--- Recorded data ---

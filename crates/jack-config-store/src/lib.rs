//! Namespace persistence: `<base>/<name>.json`, atomic write with a
//! timestamped backup of whatever was there before.
//!
//! Grounded on the teacher's atomic file-write conventions in
//! `op-core/src/config.rs` (pretty JSON, mode bits set explicitly on the
//! written file), generalized from a single config file to one file per
//! namespace.

use std::path::{Path, PathBuf};
use std::sync::Arc;

use async_trait::async_trait;
use jack_core::value::Value;
use jack_core::{config, JackError, Result};
use jack_osadapters::{Clock, Filesystem};

/// Namespaces whose bootstrap requires probing the kernel cannot live in
/// this crate (it would pull `jack-osadapters::Netlink` in through a
/// second, conflicting path); implemented by `jack-network` and wired in
/// by `jackd::main`.
#[async_trait]
pub trait InterfaceBootstrap: Send + Sync {
    async fn bootstrap_interfaces(&self) -> Result<Value>;
}

pub struct ConfigStore {
    filesystem: Arc<dyn Filesystem>,
    clock: Arc<dyn Clock>,
    base_dir: PathBuf,
    bootstrap: Option<Arc<dyn InterfaceBootstrap>>,
}

impl ConfigStore {
    pub fn new(filesystem: Arc<dyn Filesystem>, clock: Arc<dyn Clock>) -> Self {
        ConfigStore {
            filesystem,
            clock,
            base_dir: PathBuf::from(config::config_dir()),
            bootstrap: None,
        }
    }

    pub fn with_bootstrap(mut self, bootstrap: Arc<dyn InterfaceBootstrap>) -> Self {
        self.bootstrap = Some(bootstrap);
        self
    }

    pub fn config_dir(&self) -> &Path {
        &self.base_dir
    }

    fn namespace_path(&self, name: &str) -> PathBuf {
        self.base_dir.join(format!("{name}.json"))
    }

    /// Reads `<base>/<name>.json`. For the `interfaces` namespace, an
    /// absent file triggers kernel-probing bootstrap instead of
    /// `NotFound`, per the config store's first-boot contract.
    pub async fn load_namespace(&self, name: &str) -> Result<Value> {
        let path = self.namespace_path(name);
        if !self.filesystem.exists(&path).await {
            if name == "interfaces" {
                if let Some(bootstrap) = &self.bootstrap {
                    let value = bootstrap.bootstrap_interfaces().await?;
                    self.save_namespace(name, &value).await?;
                    return Ok(value);
                }
            }
            return Err(JackError::NotFound(format!("namespace '{name}'")));
        }
        let bytes = self.filesystem.read(&path).await?;
        let text = String::from_utf8_lossy(&bytes);
        let json: serde_json::Value = serde_json::from_str(&text).map_err(|e| {
            JackError::Validation(vec![format!(
                "{name}.json:{}:{}: {e}",
                e.line(),
                e.column()
            )])
        })?;
        Ok(Value::from_json(json))
    }

    /// Pretty-prints `value`, backs up any existing file to
    /// `<name>.json.backup.<UTC-YYYYMMDD-HHMMSS>`, then writes through a
    /// `.tmp` sibling (mode 0600) and renames it into place. A crash
    /// between backup and rename, or between tmp-write and rename, both
    /// leave the previous `<name>.json` intact.
    pub async fn save_namespace(&self, name: &str, value: &Value) -> Result<()> {
        self.filesystem.create_dir_all(&self.base_dir).await?;
        let path = self.namespace_path(name);
        if self.filesystem.exists(&path).await {
            let stamp = self.clock.backup_stamp();
            let backup = self
                .base_dir
                .join(format!("{name}.json.backup.{stamp}"));
            self.filesystem.copy(&path, &backup).await?;
        }

        let pretty = serde_json::to_string_pretty(&value.to_json())?;
        let tmp = self.base_dir.join(format!("{name}.json.tmp"));
        self.filesystem.write(&tmp, pretty.as_bytes()).await?;
        self.filesystem.set_permissions(&tmp, 0o600).await?;
        self.filesystem.rename(&tmp, &path).await?;
        Ok(())
    }

    /// All namespace files currently on disk, derived from the `*.json`
    /// entries in the config directory (backups and `.tmp` files excluded).
    pub async fn list_namespace_files(&self) -> Result<Vec<String>> {
        if !self.filesystem.exists(&self.base_dir).await {
            return Ok(Vec::new());
        }
        let entries = self.filesystem.list_dir(&self.base_dir).await?;
        Ok(entries
            .into_iter()
            .filter_map(|name| name.strip_suffix(".json").map(str::to_string))
            .collect())
    }
}

#[cfg(test)]
mod tests {
    use super::*;
    use jack_osadapters::fake::{FakeClock, FakeFilesystem};

    fn store() -> ConfigStore {
        ConfigStore::new(Arc::new(FakeFilesystem::new()), Arc::new(FakeClock::new()))
    }

    #[tokio::test]
    async fn missing_namespace_without_bootstrap_is_not_found() {
        let store = store();
        let err = store.load_namespace("routes").await.unwrap_err();
        assert!(matches!(err, JackError::NotFound(_)));
    }

    #[tokio::test]
    async fn save_then_load_roundtrips() {
        let store = store();
        let mut value = Value::object();
        value
            .set_path(&["br-lan", "ipaddr"], Value::String("192.168.1.1".into()))
            .unwrap();
        store.save_namespace("interfaces", &value).await.unwrap();
        let loaded = store.load_namespace("interfaces").await.unwrap();
        assert_eq!(loaded, value);
    }

    #[tokio::test]
    async fn second_save_backs_up_the_first() {
        let store = store();
        let v1 = Value::String("one".into()).to_owned();
        let mut ns = Value::object();
        ns.set_path(&["a"], v1).unwrap();
        store.save_namespace("jack", &ns).await.unwrap();

        let mut ns2 = Value::object();
        ns2.set_path(&["a"], Value::String("two".into())).unwrap();
        store.save_namespace("jack", &ns2).await.unwrap();

        let files = store.list_namespace_files().await.unwrap();
        assert!(files.contains(&"jack".to_string()));
        let loaded = store.load_namespace("jack").await.unwrap();
        assert_eq!(loaded, ns2);
    }

    #[tokio::test]
    async fn bootstrap_invoked_only_for_interfaces() {
        struct AlwaysEth0;
        #[async_trait]
        impl InterfaceBootstrap for AlwaysEth0 {
            async fn bootstrap_interfaces(&self) -> Result<Value> {
                let mut v = Value::object();
                v.set_path(&["eth0", "protocol"], Value::String("dhcp".into()))
                    .unwrap();
                Ok(v)
            }
        }
        let store = ConfigStore::new(Arc::new(FakeFilesystem::new()), Arc::new(FakeClock::new()))
            .with_bootstrap(Arc::new(AlwaysEth0));
        let loaded = store.load_namespace("interfaces").await.unwrap();
        assert!(loaded.get_path(&["eth0", "protocol"]).is_ok());

        let err = store.load_namespace("routes").await.unwrap_err();
        assert!(matches!(err, JackError::NotFound(_)));
    }
}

---

▶ [What you will do]: Reproduce the lines of the entries above from the one with "self.filesystem.create_dir_all(&self.base_dir).await?;" to the one with "async fn second_save_backs_up_the_first()", both included, exactly and without any other line.

▶ [Result of the task]:
        self.filesystem.create_dir_all(&self.base_dir).await?;
        let path = self.namespace_path(name);
        if self.filesystem.exists(&path).await {
            let stamp = self.clock.backup_stamp();
            let backup = self
                .base_dir
                .join(format!("{name}.json.backup.{stamp}"));
            self.filesystem.copy(&path, &backup).await?;
        }

        let pretty = serde_json::to_string_pretty(&value.to_json())?;
        let tmp = self.base_dir.join(format!("{name}.json.tmp"));
        self.filesystem.write(&tmp, pretty.as_bytes()).await?;
        self.filesystem.set_permissions(&tmp, 0o600).await?;
        self.filesystem.rename(&tmp, &path).await?;
        Ok(())
    }

    /// All namespace files currently on disk, derived from the `*.json`
    /// entries in the config directory (backups and `.tmp` files excluded).
    pub async fn list_namespace_files(&self) -> Result<Vec<String>> {
        if !self.filesystem.exists(&self.base_dir).await {
            return Ok(Vec::new());
        }
        let entries = self.filesystem.list_dir(&self.base_dir).await?;
        Ok(entries
            .into_iter()
            .filter_map(|name| name.strip_suffix(".json").map(str::to_string))
            .collect())
    }
}

#[cfg(test)]
mod tests {
    use super::*;
    use jack_osadapters::fake::{FakeClock, FakeFilesystem};

    fn store() -> ConfigStore {
        ConfigStore::new(Arc::new(FakeFilesystem::new()), Arc::new(FakeClock::new()))
    }

    #[tokio::test]
    async fn missing_namespace_without_bootstrap_is_not_found() {
        let store = store();
        let err = store.load_namespace("routes").await.unwrap_err();
        assert!(matches!(err, JackError::NotFound(_)));
    }

    #[tokio::test]
    async fn save_then_load_roundtrips() {
        let store = store();
        let mut value = Value::object();
        value
            .set_path(&["br-lan", "ipaddr"], Value::String("192.168.1.1".into()))
            .unwrap();
        store.save_namespace("interfaces", &value).await.unwrap();
        let loaded = store.load_namespace("interfaces").await.unwrap();
        assert_eq!(loaded, value);
    }

    #[tokio::test]
    async fn second_save_backs_up_the_first() {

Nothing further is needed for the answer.